In February 1969 I was assigned to be associate director on an ABC pilot produced by Norman..
Lear. It was a situation comedy titled, THOSE WERE THE DAYS. When I read the script I said to myself, "This Is the funniest script I have ever read! There is no way this show will ever get on the air." I knew that broadcast standards would never accept any part of the references to racism, antisemitism, infidelity, homosexuality, women's liberation, rape, religion, miscarriages, abortion, breast cancer, the Vietnam War, menopause, and impotence. My God, they wouldn't even allow shots of a woman's navel. I had worked on a Dick Clark production called WHERE THE ACTION IS that was shot at the beach. Although all the girls wore bikinis you never saw a navel because broadcast standards wouldn't allow it. 

​It was a strange scene: dozens of pretty young girls at the beach, wearing bikinis, with bath towels around their middles, watching rock 'n' roll icons, Paul Revere and the Raiders, perform or talk to them. It always seemed to me that broadcast standards had drawn more attention to the female navel by insisting on the bath towels. The cover up created more mystery and was more enticing. 

THOSE WERE THE DAYS  was the second ABC-TV pilot of the show. The first one had been previously shot in New York. The purpose of this pilot was to audition actors for to play the parts of Gloria and the Meathead.  Carol O'Connor played Archie and Jean Stapleton played Gloria. Bud Yorkin was the director and we shot the show with television cameras. I loved working with Norman Lear and Bud Yorkin. Bud allowed me to create the shots in the script while he worked with the actors on the floor. The show was to be performed in front of a live audience. This was a departure from how all previous situation comedies had been produced. Without exception they were filmed with a single movie camera and there was no live television audience. Instead, all of the audience reaction was created from a laugh track. As I had predicted, THOSE WERE THE DAYS did not make it on the air at ABC TV and the show was sold to CBS where it was re-titled ALL IN THE FAMILY and where it experienced incredible success. Even today it stands alone as the best sitcom ever!

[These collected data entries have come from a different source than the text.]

use quicknote_core::db::migrations::latest_version;
use quicknote_core::db::{open_db, open_db_in_memory, DbError};
use rusqlite::Connection;

#[test]
fn open_db_in_memory_applies_all_migrations() {
    let conn = open_db_in_memory().unwrap();

    assert_eq!(schema_version(&conn), latest_version());
    assert_table_exists(&conn, "notes");
}

#[test]
fn payload_update_touches_updated_at_trigger() {
    let conn = open_db_in_memory().unwrap();
    let exists: i64 = conn
        .query_row(
            "SELECT EXISTS(
                SELECT 1 FROM sqlite_master
                WHERE type = 'trigger' AND name = 'notes_touch_updated_at'
            );",
            [],
            |row| row.get(0),
        )
        .unwrap();
    assert_eq!(exists, 1);

    conn.execute(
        "INSERT INTO notes (payload, updated_at) VALUES ('{}', 0);",
        [],
    )
    .unwrap();
    conn.execute("UPDATE notes SET payload = '{\"title\":\"x\"}';", [])
        .unwrap();
    let updated_at: i64 = conn
        .query_row("SELECT updated_at FROM notes;", [], |row| row.get(0))
        .unwrap();
    assert!(updated_at > 0);
}

#[test]
fn open_failure_names_the_database_path() {
    let dir = tempfile::tempdir().unwrap();
    let path = dir.path().join("missing-dir").join("notes.db");

    let err = open_db(&path).unwrap_err();
    match &err {
        DbError::Open { path: failed, .. } => assert_eq!(failed, &path),
        other => panic!("unexpected error: {other}"),
    }
    assert!(err.to_string().contains("missing-dir"));
    assert_eq!(err.code(), "db_open_failed");
}

#[test]
fn opening_same_database_twice_keeps_records() {
    let dir = tempfile::tempdir().unwrap();
    let path = dir.path().join("quicknote.db");

    let conn_first = open_db(&path).unwrap();
    conn_first
        .execute(
            "INSERT INTO notes (payload) VALUES (?1);",
            [r#"{"title":"kept","contents":[]}"#],
        )
        .unwrap();
    drop(conn_first);

    let conn_second = open_db(&path).unwrap();
    assert_eq!(schema_version(&conn_second), latest_version());
    let count: i64 = conn_second
        .query_row("SELECT COUNT(*) FROM notes;", [], |row| row.get(0))
        .unwrap();
    assert_eq!(count, 1);
}

#[test]
fn opening_database_with_newer_schema_version_returns_error() {
    let dir = tempfile::tempdir().unwrap();
    let path = dir.path().join("future.db");

    let conn = Connection::open(&path).unwrap();
    conn.execute_batch("PRAGMA user_version = 999;").unwrap();
    drop(conn);

    let err = open_db(&path).unwrap_err();
    match err {
        DbError::UnsupportedSchemaVersion {
            db_version,
            latest_supported,
        } => {
            assert_eq!(db_version, 999);
            assert_eq!(latest_supported, latest_version());
        }
        other => panic!("unexpected error: {other}"),
    }
}

fn schema_version(conn: &Connection) -> u32 {
    conn.query_row("PRAGMA user_version;", [], |row| row.get(0))
        .unwrap()
}

fn assert_table_exists(conn: &Connection, table_name: &str) {
    let exists: i64 = conn
        .query_row(
            "SELECT EXISTS(
                SELECT 1
                FROM sqlite_master
                WHERE type = 'table' AND name = ?1
            );",
            [table_name],
            |row| row.get(0),
        )
        .unwrap();
    assert_eq!(exists, 1, "table {table_name} does not exist");
}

I often think about that pilot and the wonderful people I worked with. One of the interesting things that happened during the pilot was when  the casting director came up to me and  asked, "Would you be interested in trying out for the part of the meathead?"  I was stunned and a bit flattered that she would even think of me as an actor who could play such an important role. I considered it carefully, but I knew ABC broadcast standards would never let the show go on the air and so, reluctantly, I thanked her and told her I was not interested. Of course there's no way of knowing of whether I could have made the final cut to play the Meathead. But, I still wonder about what a different direction my life  might have taken  had I taken the chance to try out for the part Rob Reiner made so very  famous!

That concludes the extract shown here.